Activity: From the entries below, report how many lines contain the string "struct". Only the number is wanted.

Dataset entries
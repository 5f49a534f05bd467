// =============================================================================
// Order bridge: turns a directional signal into a broker order
// =============================================================================
//
// BUY enters at the VWAP entry point with the stop below and target above;
// SELL mirrors both. NEUTRAL never produces an order.
// =============================================================================

use anyhow::Result;
use tracing::{info, warn};

use crate::broker::{BrokerSession, OrderOutcome, OrderRequest, OrderSide};
use crate::engine::ResultRow;
use crate::runtime_config::ExecutionParams;
use crate::types::Signal;

/// Build the order for `row`, or `None` when the signal is NEUTRAL.
pub fn order_for_signal(
    row: &ResultRow,
    symbol: &str,
    params: &ExecutionParams,
) -> Option<OrderRequest> {
    let price = row.entry_point?;
    let (side, stop_loss, take_profit) = match row.signal {
        Signal::Buy => (OrderSide::Buy, price - params.sl_offset, price + params.tp_offset),
        Signal::Sell => (OrderSide::Sell, price + params.sl_offset, price - params.tp_offset),
        Signal::Neutral => return None,
    };

    Some(OrderRequest {
        symbol: symbol.to_string(),
        volume: params.lot,
        side,
        price,
        stop_loss,
        take_profit,
        deviation: params.deviation,
        magic: params.magic,
        comment: params.comment.clone(),
        time_in_force: params.time_in_force,
        fill_policy: params.fill_policy,
    })
}

/// Submit the bridged order for `row` through `session`.
///
/// Returns `Ok(None)` for NEUTRAL rows without touching the session.
pub async fn execute_signal<S: BrokerSession + ?Sized>(
    session: &S,
    row: &ResultRow,
    symbol: &str,
    params: &ExecutionParams,
) -> Result<Option<OrderOutcome>> {
    let Some(order) = order_for_signal(row, symbol, params) else {
        info!(symbol, signal = %row.signal, "no order for non-directional signal");
        return Ok(None);
    };

    let outcome = session.submit_order(&order).await?;
    match &outcome {
        OrderOutcome::Accepted { ticket } => info!(
            symbol,
            side = %order.side,
            price = order.price,
            ticket = %ticket,
            "order accepted"
        ),
        OrderOutcome::Rejected { reason } => {
            warn!(symbol, side = %order.side, reason = %reason, "order rejected")
        }
    }
    Ok(Some(outcome))
}

#[cfg(test)]
mod tests {
    use super::*;
    use crate::broker::PaperBroker;
    use chrono::NaiveDate;

    fn row(signal: Signal, vwap: f64) -> ResultRow {
        ResultRow {
            date: NaiveDate::from_ymd_opt(2024, 8, 10)
                .unwrap()
                .and_hms_opt(0, 0, 0)
                .unwrap(),
            vwap,
            signal,
            signal_explanation: signal.explanation(),
            entry_point: signal.is_directional().then_some(vwap),
            major_support: vwap - 50.0,
            major_resistance: vwap + 50.0,
            minor_support: vwap - 10.0,
            minor_resistance: vwap + 10.0,
        }
    }

    #[test]
    fn buy_places_stop_below_and_target_above() {
        let params = ExecutionParams::default();
        let order = order_for_signal(&row(Signal::Buy, 2000.0), "XAUUSD", &params).unwrap();
        assert_eq!(order.side, OrderSide::Buy);
        assert_eq!(order.price, 2000.0);
        assert_eq!(order.stop_loss, 1900.0);
        assert_eq!(order.take_profit, 2150.0);
        assert_eq!(order.volume, 0.01);
        assert_eq!(order.magic, 2_222_222);
    }

    #[test]
    fn sell_mirrors_levels() {
        let params = ExecutionParams::default();
        let order = order_for_signal(&row(Signal::Sell, 2000.0), "XAUUSD", &params).unwrap();
        assert_eq!(order.side, OrderSide::Sell);
        assert_eq!(order.stop_loss, 2100.0);
        assert_eq!(order.take_profit, 1850.0);
    }

    #[test]
    fn neutral_has_no_order() {
        let params = ExecutionParams::default();
        assert!(order_for_signal(&row(Signal::Neutral, 2000.0), "XAUUSD", &params).is_none());
    }

    #[test]
    fn runtime_config_section_drives_the_order() {
        let json = r#"{ "execution": { "lot": 0.5, "sl_offset": 20.0, "magic": 7 } }"#;
        let cfg: crate::runtime_config::RuntimeConfig = serde_json::from_str(json).unwrap();
        let order =
            order_for_signal(&row(Signal::Buy, 2000.0), "XAUUSD", &cfg.execution).unwrap();
        assert_eq!(order.volume, 0.5);
        assert_eq!(order.stop_loss, 1980.0);
        assert_eq!(order.take_profit, 2150.0);
        assert_eq!(order.magic, 7);
    }

    #[tokio::test]
    async fn execute_routes_through_session() {
        let broker = PaperBroker::connect(Vec::new());
        let params = ExecutionParams::default();

        let outcome = execute_signal(&broker, &row(Signal::Buy, 2000.0), "XAUUSD", &params)
            .await
            .unwrap();
        assert!(matches!(outcome, Some(OrderOutcome::Accepted { .. })));

        let none = execute_signal(&broker, &row(Signal::Neutral, 2000.0), "XAUUSD", &params)
            .await
            .unwrap();
        assert!(none.is_none());
        assert_eq!(broker.fills().len(), 1);
    }
}
// =============================================================================
// Paper broker: in-memory session for demo runs and tests
// =============================================================================
//
// Serves bars from a fixed seed and fills orders locally with a synthetic
// ticket; no request leaves the process.
// =============================================================================

use std::sync::atomic::{AtomicBool, Ordering};

use anyhow::{bail, Result};
use async_trait::async_trait;
use parking_lot::RwLock;
use tracing::{info, instrument, warn};
use uuid::Uuid;

use super::{BarQuery, BrokerSession, OrderOutcome, OrderRequest, OrderSide};
use crate::market_data::Bar;

/// An accepted paper order.
#[derive(Debug, Clone, PartialEq)]
pub struct PaperFill {
    pub ticket: String,
    pub order: OrderRequest,
}

pub struct PaperBroker {
    bars: Vec<Bar>,
    fills: RwLock<Vec<PaperFill>>,
    open: AtomicBool,
}

impl PaperBroker {
    /// Open a session over `bars` (arrival order is kept).
    pub fn connect(bars: Vec<Bar>) -> Self {
        info!(bars = bars.len(), "paper broker session opened");
        Self {
            bars,
            fills: RwLock::new(Vec::new()),
            open: AtomicBool::new(true),
        }
    }

    /// Orders accepted so far, oldest first.
    pub fn fills(&self) -> Vec<PaperFill> {
        self.fills.read().clone()
    }

    pub fn is_open(&self) -> bool {
        self.open.load(Ordering::Acquire)
    }

    fn ensure_open(&self) -> Result<()> {
        if !self.is_open() {
            bail!("paper broker session has been shut down");
        }
        Ok(())
    }

    /// Reason an order would be refused, if any.
    fn validate(order: &OrderRequest) -> Option<String> {
        if !(order.volume.is_finite() && order.volume > 0.0) {
            return Some(format!("invalid volume {}", order.volume));
        }
        if !(order.price.is_finite() && order.price > 0.0) {
            return Some(format!("invalid price {}", order.price));
        }
        let protective_ok = match order.side {
            OrderSide::Buy => order.stop_loss < order.price && order.take_profit > order.price,
            OrderSide::Sell => order.stop_loss > order.price && order.take_profit < order.price,
        };
        if !protective_ok {
            return Some(format!(
                "invalid stops for {}: sl={} tp={} price={}",
                order.side, order.stop_loss, order.take_profit, order.price
            ));
        }
        None
    }
}

#[async_trait]
impl BrokerSession for PaperBroker {
    #[instrument(skip(self), name = "paper::fetch_bars")]
    async fn fetch_bars(&self, query: &BarQuery) -> Result<Vec<Bar>> {
        self.ensure_open()?;
        Ok(self
            .bars
            .iter()
            .filter(|b| b.date >= query.from && b.date <= query.to)
            .cloned()
            .collect())
    }

    #[instrument(skip(self, order), name = "paper::submit_order", fields(symbol = %order.symbol, side = %order.side))]
    async fn submit_order(&self, order: &OrderRequest) -> Result<OrderOutcome> {
        self.ensure_open()?;

        if let Some(reason) = Self::validate(order) {
            warn!(reason = %reason, "paper order rejected");
            return Ok(OrderOutcome::Rejected { reason });
        }

        let ticket = Uuid::new_v4().to_string();
        self.fills.write().push(PaperFill {
            ticket: ticket.clone(),
            order: order.clone(),
        });
        info!(
            ticket = %ticket,
            price = order.price,
            volume = order.volume,
            sl = order.stop_loss,
            tp = order.take_profit,
            "paper fill"
        );
        Ok(OrderOutcome::Accepted { ticket })
    }

    async fn shutdown(&self) -> Result<()> {
        if self.open.swap(false, Ordering::AcqRel) {
            info!(fills = self.fills.read().len(), "paper broker session closed");
        }
        Ok(())
    }
}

Task output: 2